Reviews round-up

The critics' verdicts on Nassim Nicholas Taleb, Alex Danchev and Richard Bradford.

Antifragile: How to Live in a World We Don't Understand by Nassim Nicholas Taleb

Nassim Nicholas Taleb hit the bestsellers list when his 2007 book Black Swan appeared to predict the financial crisis. His latest offering, Antifragile, has had reviewers almost invariably applauding its philosophical breadth ("an ambitious and thought-provoking read") whilst lamenting its author’s "trademark arrogance, indiscipline and sheer chutzpah".

Boyd Tonkin, writing in the Independent, is one of several critics who cite Taleb’s theories as a "colourful variations on Nietzsche". Whilst conceding that the book is undermined by its scatter-shot structure and the author's propensity to be "vulgar, silly, slapdash and infuriating", he concludes that the basic principles make the read worth it. "Time and again I returned to two questions about his core ideas: Is he right, and does it matter? My verdict? Yes, and yes."

The Economist review similarly agrees that Antifragile "is an interesting idea, but as a book it is not without flaws". These are mainly that Taleb "overstretches the argument and is not as iconoclastic as he likes to think".

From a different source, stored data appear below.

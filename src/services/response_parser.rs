//! 模型响应解析 - 业务能力层
//!
//! 把模型返回的自由文本转换为 JSON 对象。模型经常在 JSON 前后附带说明文字或
//! 代码块标记，这里按顺序尝试：整体解析 → 截取第一个 `{` 到最后一个 `}` → 兜底结果。
//! 任何输入都不会导致失败，返回值里一定有 `score` 和 `comment`。

use crate::utils::logging::truncate_text;
use regex::Regex;
use serde_json::{json, Map, Value};
use std::sync::LazyLock;
use tracing::{debug, warn};

/// 兜底结果的评语
pub const FORMAT_ERROR_COMMENT: &str = "response format error";

/// 兜底结果中保留的原始响应长度
const RAW_PREVIEW_CHARS: usize = 200;

static JSON_SPAN: LazyLock<Regex> =
    LazyLock::new(|| Regex::new(r"(?s)\{.*\}").expect("JSON span pattern is valid"));

/// 把富结构（例如内容块列表）展开成文本
///
/// 列表取第一个元素的 `text` 字段，取不到时渲染整个值。
pub fn flatten_content(value: &Value) -> String {
    match value {
        Value::String(s) => s.clone(),
        Value::Null => String::new(),
        Value::Array(items) => match items.first() {
            Some(Value::Object(block)) => match block.get("text") {
                Some(Value::String(text)) => text.clone(),
                Some(other) => other.to_string(),
                None => value.to_string(),
            },
            _ => value.to_string(),
        },
        other => other.to_string(),
    }
}

/// 解析任意 JSON 值形式的响应
pub fn parse_value(raw: &Value) -> Map<String, Value> {
    match raw {
        Value::Object(map) => map.clone(),
        other => parse_response(&flatten_content(other)),
    }
}

/// 解析文本响应
pub fn parse_response(raw: &str) -> Map<String, Value> {
    if let Some(map) = parse_object(raw.trim()) {
        return map;
    }

    if let Some(span) = JSON_SPAN.find(raw) {
        if let Some(map) = parse_object(span.as_str()) {
            debug!("从响应中截取到 JSON 片段 ({} 字符)", span.as_str().chars().count());
            return map;
        }
    }

    warn!("⚠️ 无法从模型响应中解析 JSON: {}", truncate_text(raw, 80));
    fallback(raw)
}

fn parse_object(text: &str) -> Option<Map<String, Value>> {
    match serde_json::from_str::<Value>(text) {
        Ok(Value::Object(map)) => Some(map),
        _ => None,
    }
}

fn fallback(raw: &str) -> Map<String, Value> {
    let value = json!({
        "is_correct": false,
        "issues": [],
        "score": 0,
        "comment": FORMAT_ERROR_COMMENT,
        "raw_response": truncate_text(raw, RAW_PREVIEW_CHARS),
    });
    match value {
        Value::Object(map) => map,
        _ => Map::new(),
    }
}
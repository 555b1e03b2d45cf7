use crate::clients::{LlmClient, TextService};
use crate::config::Config;
use crate::error::AppResult;
use crate::models::loaders::{find_matching_files, parse_selection, FilePair};
use crate::orchestrator::{process_file_pair, BatchScheduler, FileOutcome, SchedulerSettings};
use crate::services::{PromptTemplates, ReportWriter};
use crate::utils::logging;
use crate::workflow::ProofFlow;
use std::path::Path;
use std::sync::Arc;
use tokio::io::{AsyncBufReadExt, BufReader};
use tracing::{error, info, warn};

/// 应用主结构
pub struct App {
    config: Config,
    scheduler: BatchScheduler,
    writer: ReportWriter,
}

impl App {
    /// 使用真实的 LLM 客户端初始化应用
    pub fn initialize(config: Config) -> AppResult<Self> {
        let client = LlmClient::new(&config)?;
        Self::with_client(config, Arc::new(client))
    }

    /// 使用指定的文本服务初始化应用
    pub fn with_client(config: Config, client: Arc<dyn TextService>) -> AppResult<Self> {
        config.validate()?;
        logging::log_startup(&config);

        let flow = ProofFlow::new(client, PromptTemplates::from_config(&config));
        let scheduler = BatchScheduler::new(Arc::new(flow), SchedulerSettings::from(&config))?;
        let writer = ReportWriter::new(&config.modified_folder, &config.report_folder);

        Ok(Self {
            config,
            scheduler,
            writer,
        })
    }

    /// 运行应用主逻辑
    pub async fn run(&self) -> AppResult<()> {
        info!("🔄 正在扫描输入文件夹...");

        for folder in [&self.config.en_folder, &self.config.zh_folder] {
            let is_dir = tokio::fs::metadata(folder).await.map(|m| m.is_dir()).unwrap_or(false);
            if !is_dir {
                error!("❌ 输入文件夹不存在: {}", folder);
                return Ok(());
            }
        }

        let pairs = find_matching_files(
            Path::new(&self.config.en_folder),
            Path::new(&self.config.zh_folder),
        )
        .await?;
        if pairs.is_empty() {
            warn!("❌ 没有找到匹配的文件对");
            return Ok(());
        }

        let selected = self.select_pairs(&pairs).await?;
        if selected.is_empty() {
            warn!("❌ 没有选择要处理的文件");
            return Ok(());
        }
        info!("\n✅ 已选择 {} 个文件对进行处理", selected.len());

        self.writer.prepare().await?;

        let mut outcomes = Vec::new();
        for pair in &selected {
            if let Some(outcome) = process_file_pair(&self.scheduler, pair, self.config.batch_size).await? {
                outcomes.push(outcome);
            }
        }

        if outcomes.is_empty() {
            warn!("❌ 没有成功处理任何文件");
            return Ok(());
        }

        self.write_reports(&outcomes).await
    }

    /// 选择要处理的文件对
    async fn select_pairs(&self, pairs: &[FilePair]) -> AppResult<Vec<FilePair>> {
        info!("\n📋 可用的文件对:");
        for (i, pair) in pairs.iter().enumerate() {
            info!("{}. {}", i + 1, pair.base_name);
            info!("   中文: {}", pair.zh_file.display());
            info!("   英文: {}", pair.en_file.display());
        }

        let input = match &self.config.file_selection {
            Some(selection) => selection.clone(),
            None => read_selection_from_stdin().await?,
        };

        match parse_selection(&input, pairs.len()) {
            Some(indices) => Ok(indices.into_iter().map(|i| pairs[i].clone()).collect()),
            None => {
                warn!("❌ 输入格式错误，请输入数字或'all'");
                Ok(Vec::new())
            }
        }
    }

    /// 写入修改副本、单文件报告和汇总报告
    async fn write_reports(&self, outcomes: &[FileOutcome]) -> AppResult<()> {
        let mut total_modified = 0;
        let mut all_reports = Vec::new();

        for outcome in outcomes {
            let file_name = outcome.pair.en_file_name();
            let modified = self
                .writer
                .write_file_outputs(
                    &file_name,
                    &outcome.pair.base_name,
                    &outcome.original_records,
                    &outcome.reports,
                )
                .await?;
            total_modified += modified;
            all_reports.extend(outcome.reports.iter().cloned());
            logging::log_file_complete(&file_name, outcome.reports.len(), modified);
        }

        let (summary, summary_path) = self.writer.write_summary(&all_reports).await?;
        logging::print_final_stats(&summary, total_modified, &self.config, &summary_path);
        Ok(())
    }
}

async fn read_selection_from_stdin() -> AppResult<String> {
    println!("\n💡 输入选项编号(用空格分隔)，或输入'all'处理所有文件:");
    println!("请选择: ");
    let mut line = String::new();
    BufReader::new(tokio::io::stdin())
        .read_line(&mut line)
        .await
        .map_err(|e| crate::error::AppError::file_read_failed("<stdin>", e))?;
    Ok(line)
}
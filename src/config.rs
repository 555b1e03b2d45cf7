use crate::error::{AppError, AppResult, ConfigError};
use crate::services::prompts::{DEFAULT_CHECK_PROMPT, DEFAULT_MODIFY_PROMPT};
use serde::Deserialize;
use std::path::Path;
use std::time::Duration;
use tracing::{debug, info};

/// 默认配置文件路径
pub const DEFAULT_CONFIG_FILE: &str = "proofreader.toml";

/// 程序配置
///
/// 所有组件都在构造时接收一份配置，不读取任何全局状态。
#[derive(Clone, Debug, Deserialize)]
#[serde(default)]
pub struct Config {
    // --- LLM 配置 ---
    pub llm_api_key: String,
    pub llm_api_base_url: String,
    pub llm_model_name: String,
    pub temperature: f32,
    /// 单次调用的最大尝试次数
    pub max_retries: usize,
    /// 两次尝试之间的固定间隔
    pub retry_delay_ms: u64,
    /// 遇到 429 时额外暂停的时间
    pub rate_limit_pause_ms: u64,
    /// 单个 HTTP 请求的超时
    pub request_timeout_secs: u64,
    // --- 调度配置 ---
    /// 同时校对的条目数量
    pub max_workers: usize,
    /// 单个条目的处理超时
    pub item_timeout_secs: u64,
    /// 进度检查间隔
    pub poll_interval_ms: u64,
    /// 每批条目数量
    pub batch_size: usize,
    // --- 文件配置 ---
    pub en_folder: String,
    pub zh_folder: String,
    pub modified_folder: String,
    pub report_folder: String,
    /// 非交互式文件选择（"all" 或 "1 3 4"），为空时从标准输入读取
    pub file_selection: Option<String>,
    /// 是否显示详细日志
    pub verbose_logging: bool,
    // --- 提示词模板 ---
    pub check_prompt: String,
    pub modify_prompt: String,
}

impl Default for Config {
    fn default() -> Self {
        Self {
            llm_api_key: String::new(),
            llm_api_base_url: "https://yunwu.ai/v1".to_string(),
            llm_model_name: "gpt-5.2".to_string(),
            temperature: 0.0,
            max_retries: 3,
            retry_delay_ms: 2000,
            rate_limit_pause_ms: 5000,
            request_timeout_secs: 30,
            max_workers: 3,
            item_timeout_secs: 120,
            poll_interval_ms: 500,
            batch_size: 3,
            en_folder: "input_en".to_string(),
            zh_folder: "input_zh-sc".to_string(),
            modified_folder: "output/en_modified".to_string(),
            report_folder: "report".to_string(),
            file_selection: None,
            verbose_logging: false,
            check_prompt: DEFAULT_CHECK_PROMPT.to_string(),
            modify_prompt: DEFAULT_MODIFY_PROMPT.to_string(),
        }
    }
}

impl Config {
    /// 加载配置：默认值 → 配置文件（可选）→ 环境变量，最后校验
    pub fn load() -> AppResult<Self> {
        let base = Self::load_base(std::env::var("PROOFREADER_CONFIG").ok())?;
        let config = base.apply_env()?;
        config.validate()?;
        Ok(config)
    }

    /// 读取基础配置
    ///
    /// 显式指定的路径必须存在；未指定时默认文件缺失则使用默认值。
    fn load_base(explicit: Option<String>) -> AppResult<Self> {
        if let Some(path) = explicit {
            info!("📄 读取配置文件: {}", path);
            return Self::from_file(&path);
        }

        if Path::new(DEFAULT_CONFIG_FILE).exists() {
            info!("📄 读取配置文件: {}", DEFAULT_CONFIG_FILE);
            Self::from_file(DEFAULT_CONFIG_FILE)
        } else {
            debug!("未找到配置文件 {}，使用默认配置", DEFAULT_CONFIG_FILE);
            Ok(Self::default())
        }
    }

    /// 从 TOML 文件读取配置，缺省字段使用默认值
    pub fn from_file(path: &str) -> AppResult<Self> {
        let content = std::fs::read_to_string(path).map_err(|e| AppError::file_read_failed(path, e))?;
        Self::from_toml_str(&content, path)
    }

    fn from_toml_str(content: &str, path: &str) -> AppResult<Self> {
        toml::from_str(content).map_err(|source| {
            AppError::Config(ConfigError::TomlParseFailed {
                path: path.to_string(),
                source,
            })
        })
    }

    /// 使用环境变量覆盖配置
    pub fn apply_env(self) -> AppResult<Self> {
        let mut config = Self {
            llm_api_key: std::env::var("LLM_API_KEY").unwrap_or(self.llm_api_key),
            llm_api_base_url: std::env::var("LLM_API_BASE_URL").unwrap_or(self.llm_api_base_url),
            llm_model_name: std::env::var("LLM_MODEL_NAME").unwrap_or(self.llm_model_name),
            temperature: std::env::var("LLM_TEMPERATURE").ok().and_then(|v| v.parse().ok()).unwrap_or(self.temperature),
            max_retries: std::env::var("MAX_RETRIES").ok().and_then(|v| v.parse().ok()).unwrap_or(self.max_retries),
            retry_delay_ms: std::env::var("RETRY_DELAY_MS").ok().and_then(|v| v.parse().ok()).unwrap_or(self.retry_delay_ms),
            rate_limit_pause_ms: std::env::var("RATE_LIMIT_PAUSE_MS").ok().and_then(|v| v.parse().ok()).unwrap_or(self.rate_limit_pause_ms),
            request_timeout_secs: std::env::var("REQUEST_TIMEOUT_SECS").ok().and_then(|v| v.parse().ok()).unwrap_or(self.request_timeout_secs),
            max_workers: std::env::var("MAX_WORKERS").ok().and_then(|v| v.parse().ok()).unwrap_or(self.max_workers),
            item_timeout_secs: std::env::var("ITEM_TIMEOUT_SECS").ok().and_then(|v| v.parse().ok()).unwrap_or(self.item_timeout_secs),
            poll_interval_ms: std::env::var("POLL_INTERVAL_MS").ok().and_then(|v| v.parse().ok()).unwrap_or(self.poll_interval_ms),
            batch_size: std::env::var("BATCH_SIZE").ok().and_then(|v| v.parse().ok()).unwrap_or(self.batch_size),
            en_folder: std::env::var("EN_FOLDER").unwrap_or(self.en_folder),
            zh_folder: std::env::var("ZH_FOLDER").unwrap_or(self.zh_folder),
            modified_folder: std::env::var("MODIFIED_FOLDER").unwrap_or(self.modified_folder),
            report_folder: std::env::var("REPORT_FOLDER").unwrap_or(self.report_folder),
            file_selection: std::env::var("FILE_SELECTION").ok().or(self.file_selection),
            verbose_logging: std::env::var("VERBOSE_LOGGING").ok().and_then(|v| v.parse().ok()).unwrap_or(self.verbose_logging),
            check_prompt: self.check_prompt,
            modify_prompt: self.modify_prompt,
        };

        if let Ok(path) = std::env::var("CHECK_PROMPT_FILE") {
            config.check_prompt = std::fs::read_to_string(&path).map_err(|e| AppError::file_read_failed(&path, e))?;
        }
        if let Ok(path) = std::env::var("MODIFY_PROMPT_FILE") {
            config.modify_prompt = std::fs::read_to_string(&path).map_err(|e| AppError::file_read_failed(&path, e))?;
        }

        Ok(config)
    }

    /// 校验配置
    pub fn validate(&self) -> AppResult<()> {
        if self.max_workers == 0 {
            return Err(AppError::invalid_config("max_workers", self.max_workers, "必须大于 0"));
        }
        if self.batch_size == 0 {
            return Err(AppError::invalid_config("batch_size", self.batch_size, "必须大于 0"));
        }
        if self.max_retries == 0 {
            return Err(AppError::invalid_config("max_retries", self.max_retries, "必须大于 0"));
        }
        if self.item_timeout_secs == 0 {
            return Err(AppError::invalid_config("item_timeout_secs", self.item_timeout_secs, "必须大于 0"));
        }
        if self.request_timeout_secs == 0 {
            return Err(AppError::invalid_config("request_timeout_secs", self.request_timeout_secs, "必须大于 0"));
        }
        if self.poll_interval_ms == 0 {
            return Err(AppError::invalid_config("poll_interval_ms", self.poll_interval_ms, "必须大于 0"));
        }
        if self.check_prompt.trim().is_empty() {
            return Err(ConfigError::Missing { key: "check_prompt".to_string() }.into());
        }
        if self.modify_prompt.trim().is_empty() {
            return Err(ConfigError::Missing { key: "modify_prompt".to_string() }.into());
        }
        Ok(())
    }

    pub fn retry_delay(&self) -> Duration {
        Duration::from_millis(self.retry_delay_ms)
    }

    pub fn rate_limit_pause(&self) -> Duration {
        Duration::from_millis(self.rate_limit_pause_ms)
    }

    pub fn request_timeout(&self) -> Duration {
        Duration::from_secs(self.request_timeout_secs)
    }

    pub fn item_timeout(&self) -> Duration {
        Duration::from_secs(self.item_timeout_secs)
    }

    pub fn poll_interval(&self) -> Duration {
        Duration::from_millis(self.poll_interval_ms)
    }
}
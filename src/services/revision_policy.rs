//! 修改策略 - 业务能力层
//!
//! 根据评分决定是否需要第二轮调用来修改译文。
//! 不论修改是否成功，原译文都不会丢失。

use crate::clients::{ChatMessage, TextService};
use crate::models::proof::{ModificationLevel, RevisionResult};
use crate::services::prompts::PromptTemplates;
use crate::services::response_parser::parse_response;
use serde_json::Value;
use std::sync::Arc;
use tracing::{debug, warn};

pub const DEFAULT_STYLE_APPLIED: &str = "unspecified style";
pub const DEFAULT_CHANGES_REASON: &str = "automatic revision";
pub const HIGH_SCORE_REASON: &str = "score high enough";

/// 是否需要修改
pub fn needs_revision(score: u32) -> bool {
    ModificationLevel::from_score(score) != ModificationLevel::None
}

/// 修改策略
pub struct RevisionPolicy {
    client: Arc<dyn TextService>,
    prompts: PromptTemplates,
}

impl RevisionPolicy {
    pub fn new(client: Arc<dyn TextService>, prompts: PromptTemplates) -> Self {
        Self { client, prompts }
    }

    /// 根据分数修改译文
    pub async fn decide(&self, source: &str, target: &str, score: u32) -> RevisionResult {
        if !needs_revision(score) {
            return RevisionResult::unchanged(target, HIGH_SCORE_REASON);
        }

        let level = ModificationLevel::from_score(score);
        debug!("分数 {} 需要修改，修改级别: {}", score, level);

        let prompt = self.prompts.render_modify(source, target, score, level.guidance());
        match self.client.send(&[ChatMessage::user(prompt)]).await {
            Ok(raw) => revision_from_response(&raw, target),
            Err(e) => {
                warn!("⚠️ 修改译文失败，保留原译文: {}", e);
                RevisionResult::unchanged(target, format!("revision failed: {}", e))
            }
        }
    }
}

/// 把修改响应转换为结果，缺失字段使用默认值
fn revision_from_response(raw: &str, target: &str) -> RevisionResult {
    let parsed = parse_response(raw);

    let text_field = |key: &str| {
        parsed
            .get(key)
            .and_then(Value::as_str)
            .map(str::trim)
            .filter(|s| !s.is_empty())
            .map(str::to_string)
    };

    RevisionResult {
        modified_text: text_field("modified_text").unwrap_or_else(|| target.to_string()),
        style_applied: text_field("style_applied").unwrap_or_else(|| DEFAULT_STYLE_APPLIED.to_string()),
        changes_reason: text_field("changes_reason").unwrap_or_else(|| DEFAULT_CHANGES_REASON.to_string()),
    }
}

#[cfg(test)]
mod tests {
    use super::*;
    use crate::error::{AttemptFailure, RemoteServiceError};
    use async_trait::async_trait;
    use std::sync::atomic::{AtomicUsize, Ordering};
    use std::sync::Mutex;

    /// 固定返回的模拟服务，同时记录调用次数和最后一次的提示词
    struct FixedService {
        reply: Result<String, RemoteServiceError>,
        calls: AtomicUsize,
        last_prompt: Mutex<String>,
    }

    impl FixedService {
        fn new(reply: Result<String, RemoteServiceError>) -> Arc<Self> {
            Arc::new(Self {
                reply,
                calls: AtomicUsize::new(0),
                last_prompt: Mutex::new(String::new()),
            })
        }
    }

    #[async_trait]
    impl TextService for FixedService {
        async fn send(&self, messages: &[ChatMessage]) -> Result<String, RemoteServiceError> {
            self.calls.fetch_add(1, Ordering::SeqCst);
            *self.last_prompt.lock().unwrap() = messages[0].content.clone();
            self.reply.clone()
        }
    }

    fn policy(service: Arc<FixedService>) -> RevisionPolicy {
        RevisionPolicy::new(service, PromptTemplates::new("", "{source_text}|{target_text}|{score}|{guidance}"))
    }

    #[tokio::test]
    async fn test_high_score_skips_remote_call() {
        let service = FixedService::new(Ok("{}".to_string()));
        let result = policy(service.clone()).decide("源", "Target", 85).await;
        assert_eq!(result, RevisionResult::unchanged("Target", HIGH_SCORE_REASON));
        assert_eq!(result.style_applied, "unchanged");
        assert_eq!(service.calls.load(Ordering::SeqCst), 0);
    }

    #[tokio::test]
    async fn test_low_score_uses_revision() {
        let service = FixedService::new(Ok(
            r#"{"modified_text":"The weather is nice today.","style_applied":"game-standard","changes_reason":"grammar fix"}"#
                .to_string(),
        ));
        let result = policy(service.clone()).decide("今天天气很好", "Today weather is good", 60).await;
        assert_eq!(result.modified_text, "The weather is nice today.");
        assert_eq!(result.style_applied, "game-standard");
        assert_eq!(result.changes_reason, "grammar fix");
        assert_eq!(service.calls.load(Ordering::SeqCst), 1);
        assert_eq!(
            *service.last_prompt.lock().unwrap(),
            "今天天气很好|Today weather is good|60|适度润色"
        );
    }

    #[tokio::test]
    async fn test_missing_fields_use_defaults() {
        let service = FixedService::new(Ok("好的：{\"note\": \"nothing\"}".to_string()));
        let result = policy(service).decide("源", "Target", 40).await;
        assert_eq!(result.modified_text, "Target");
        assert_eq!(result.style_applied, DEFAULT_STYLE_APPLIED);
        assert_eq!(result.changes_reason, DEFAULT_CHANGES_REASON);
    }

    #[tokio::test]
    async fn test_unparseable_revision_keeps_target() {
        let service = FixedService::new(Ok("I cannot help with that".to_string()));
        let result = policy(service).decide("源", "Target", 10).await;
        assert_eq!(result.modified_text, "Target");
    }

    #[tokio::test]
    async fn test_remote_failure_keeps_target() {
        let service = FixedService::new(Err(RemoteServiceError {
            attempts: 3,
            last: AttemptFailure::Timeout,
        }));
        let result = policy(service).decide("源", "Target", 70).await;
        assert_eq!(result.modified_text, "Target");
        assert!(result.changes_reason.starts_with("revision failed"));
    }

    #[test]
    fn test_needs_revision_threshold() {
        assert!(needs_revision(84));
        assert!(!needs_revision(85));
        assert!(needs_revision(0));
    }
}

Gillian Tett, writing in the Financial Times, approves of Taleb’s polymathic approach: The book develops the theme on multiple levels. Some of his arguments are highly technical: he uses mathematical techniques to prove how the antifragile concept can be measured, and to demonstrate why popular statistical measures of probability are wrong." Nonetheless, she acknowledges discrepancies of style which detract from the book’s philosophical merits: "Taleb at times almost slips into the tone of the popular self-help guides that he professes to loathe."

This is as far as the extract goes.